A morte de Larissa Barros Máximo Torres, de 22 anos, após um acidente durante uma corrida de mototáxi por aplicativo em São Paulo, é resultado de uma junção de fatores: ausência de regulamentação, negligência estatal e atuação agressiva de plataformas digitais no transporte urbano. Para o geógrafo e especialista em mobilidade Rafael Calabria, ouvido pelo Conexão BdF, da Rádio Brasil de Fato, o caso é reflexo de um “cenário de abandono”, em que empresas como Uber e 99 operam sob lógica de lucro extremo, enquanto o poder público falha em garantir segurança viária.
“As empresas de transporte estão numa ação agressiva, ambiciosa, de impor a atividade delas com condições de trabalho muito precárias para o trabalhador”, afirma Calabria, que já integrou a Associação pela Mobilidade a Pé em São Paulo (Cidadeapé). Segundo ele, a combinação de motoristas sobrecarregados, infraestrutura deficiente e fiscalização ineficiente tem gerado riscos cotidianos a passageiros e trabalhadores do setor.
A judicialização do debate, com uma nova decisão de suspensão do serviço em São Paulo nesta segunda-feira (26), expõe o vácuo de política pública. Calabria aponta que “o governo [do prefeito Ricardo] Nunes e outras cidades não têm sequer debatido regras ambiciosas” para o serviço, e que a regulamentação não pode se resumir a taxas ou autorizações, mas precisa incluir medidas efetivas de segurança e transparência. “O cenário está de bastante abandono ainda e é de muita desregulamentação”, resume.
O especialista também questiona a estratégia das plataformas de subsidiar corridas com valores simbólicos ou mesmo zerados, criando artificialmente a demanda em bairros periféricos, onde o transporte coletivo segue em colapso. “O problema central da questão é o transporte coletivo. As motos não conseguem transportar a demanda que o transporte coletivo consegue”, afirma, ao reivindicar o retorno de uma frota maior de ônibus na capital paulista.

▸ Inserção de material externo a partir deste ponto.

//! In-memory user and session store
//!
//! Volatile: everything is lost on restart. Users and sessions share one
//! lock so every check-then-write sequence is atomic.

use std::collections::HashMap;
use std::sync::{RwLock, RwLockReadGuard, RwLockWriteGuard};

use chrono::Utc;
use thiserror::Error;

use super::models::{LoginOutcome, Registration, Session, User, UserId};
use super::password::verify_password;
use super::token::generate_session_token;
use crate::metrics::{AUTH_EVENTS_TOTAL, SESSIONS_ACTIVE, USERS_TOTAL};

/// Expected failures of store operations
///
/// All of these except `StoreUnavailable` are ordinary outcomes that the
/// caller reports back to the client.
#[derive(Debug, Clone, Copy, PartialEq, Eq, Error)]
pub enum AuthError {
    /// A required registration field was empty
    #[error("All fields are required")]
    Validation,

    /// Username or email already taken
    #[error("User already exists")]
    DuplicateUser,

    /// No user matches the identifier and password
    #[error("Invalid credentials")]
    InvalidCredentials,

    /// Token does not name a live session
    #[error("Invalid session")]
    InvalidSession,

    /// The store lock was poisoned by a panicking writer
    #[error("Authentication store is unavailable")]
    StoreUnavailable,
}

impl AuthError {
    fn outcome_label(&self) -> &'static str {
        match self {
            AuthError::Validation => "validation",
            AuthError::DuplicateUser => "duplicate_user",
            AuthError::InvalidCredentials => "invalid_credentials",
            AuthError::InvalidSession => "invalid_session",
            AuthError::StoreUnavailable => "store_unavailable",
        }
    }
}

#[derive(Default)]
struct StoreState {
    /// Append-only, in registration order
    users: Vec<User>,
    /// Token -> session
    sessions: HashMap<String, Session>,
}

/// Owner of all users and sessions
///
/// Shared across handlers behind an `Arc`. Methods never block on I/O and
/// never hold the lock across an await point.
#[derive(Default)]
pub struct AuthStore {
    state: RwLock<StoreState>,
}

impl AuthStore {
    /// Create an empty store
    pub fn new() -> Self {
        Self::default()
    }

    fn read(&self) -> Result<RwLockReadGuard<'_, StoreState>, AuthError> {
        self.state.read().map_err(|_| {
            tracing::error!("Authentication store lock is poisoned");
            AuthError::StoreUnavailable
        })
    }

    fn write(&self) -> Result<RwLockWriteGuard<'_, StoreState>, AuthError> {
        self.state.write().map_err(|_| {
            tracing::error!("Authentication store lock is poisoned");
            AuthError::StoreUnavailable
        })
    }

    /// Register a new user
    ///
    /// # Errors
    /// - `Validation` if any field is empty
    /// - `DuplicateUser` if the username or email is already registered
    pub fn register(
        &self,
        username: &str,
        password: &str,
        email: &str,
    ) -> Result<Registration, AuthError> {
        let result = self.register_inner(username, password, email);
        record_event("register", &result);
        result
    }

    fn register_inner(
        &self,
        username: &str,
        password: &str,
        email: &str,
    ) -> Result<Registration, AuthError> {
        if username.is_empty() || password.is_empty() || email.is_empty() {
            return Err(AuthError::Validation);
        }

        let mut state = self.write()?;

        if state
            .users
            .iter()
            .any(|user| user.username == username || user.email == email)
        {
            tracing::debug!(%username, "Registration rejected: user already exists");
            return Err(AuthError::DuplicateUser);
        }

        let user = User {
            id: UserId::new(),
            username: username.to_string(),
            password: password.to_string(),
            email: email.to_string(),
            created_at: Utc::now(),
        };
        let user_id = user.id.clone();
        state.users.push(user);
        USERS_TOTAL.set(state.users.len() as i64);

        tracing::info!(user_id = %user_id, %username, "User registered");

        Ok(Registration { user_id })
    }

    /// Authenticate by username or email and open a new session
    ///
    /// Earlier sessions of the same user stay valid.
    ///
    /// # Errors
    /// `InvalidCredentials` if no user matches both identifier and password
    pub fn login(&self, identifier: &str, password: &str) -> Result<LoginOutcome, AuthError> {
        let result = self.login_inner(identifier, password);
        record_event("login", &result);
        result
    }

    fn login_inner(&self, identifier: &str, password: &str) -> Result<LoginOutcome, AuthError> {
        let mut state = self.write()?;

        let user = state
            .users
            .iter()
            .find(|user| {
                (user.username == identifier || user.email == identifier)
                    && verify_password(&user.password, password)
            })
            .ok_or(AuthError::InvalidCredentials)?;

        let session = Session {
            user_id: user.id.clone(),
            username: user.username.clone(),
            login_time: Utc::now(),
        };
        let public_user = user.public_view();

        let token = loop {
            let candidate = generate_session_token();
            if !state.sessions.contains_key(&candidate) {
                break candidate;
            }
        };
        state.sessions.insert(token.clone(), session);
        SESSIONS_ACTIVE.set(state.sessions.len() as i64);

        tracing::info!(user_id = %public_user.id, username = %public_user.username, "User logged in");

        Ok(LoginOutcome {
            token,
            user: public_user,
        })
    }

    /// Look up the session for a token
    ///
    /// # Errors
    /// `InvalidSession` if the token is unknown
    pub fn verify_session(&self, token: &str) -> Result<Session, AuthError> {
        let state = self.read()?;
        state
            .sessions
            .get(token)
            .cloned()
            .ok_or(AuthError::InvalidSession)
    }

    /// End the session for a token
    ///
    /// # Errors
    /// `InvalidSession` if the token is unknown (including already logged out)
    pub fn logout(&self, token: &str) -> Result<(), AuthError> {
        let result = self.logout_inner(token);
        record_event("logout", &result);
        result
    }

    fn logout_inner(&self, token: &str) -> Result<(), AuthError> {
        let mut state = self.write()?;
        let session = state
            .sessions
            .remove(token)
            .ok_or(AuthError::InvalidSession)?;
        SESSIONS_ACTIVE.set(state.sessions.len() as i64);

        tracing::info!(user_id = %session.user_id, username = %session.username, "User logged out");
        Ok(())
    }

    /// Number of registered users
    pub fn user_count(&self) -> Result<usize, AuthError> {
        Ok(self.read()?.users.len())
    }

    /// Number of live sessions
    pub fn session_count(&self) -> Result<usize, AuthError> {
        Ok(self.read()?.sessions.len())
    }
}

fn record_event<T>(event: &str, result: &Result<T, AuthError>) {
    let outcome = match result {
        Ok(_) => "success",
        Err(err) => err.outcome_label(),
    };
    AUTH_EVENTS_TOTAL.with_label_values(&[event, outcome]).inc();
}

Para ele, o papel do governo federal é decisivo, especialmente no que se refere à legislação trabalhista e às ferramentas de controle dos algoritmos. O projeto de lei (PL 2479/2025) apresentado na última quinta-feira (22) pelo deputado Guilherme Boulos (Psol-SP) é citado como um passo importante, que precisa ser articulado com ações municipais mais robustas. A proposta determina um valor mínimo de remuneração para serviços de trabalhadores de plataformas digitais de entregas e mototaxistas, estabelece regras de transparência e cria obrigação de seguro de acidentes.
A nova decisão da Justiça de São Paulo de suspender os serviços de mototáxi prestados por aplicativos ocorreu dois dias após o acidente que resultou na morte de Larissa Torres, no último sábado (24). A jovem era passageira de um mototáxi da 99 quando foi atingida pela porta de um carro, aberta de forma imprudente por um ocupante. O impacto arremessou Torres e o condutor da moto para a pista, onde ela foi atropelada por outro veículo.
O prefeito de São Paulo, Ricardo Nunes (MDB), instalou, na noite desta segunda (26), uma faixa onde uma passageira do serviço de mototáxi da empresa 99 veio a óbito após um acidente de trânsito.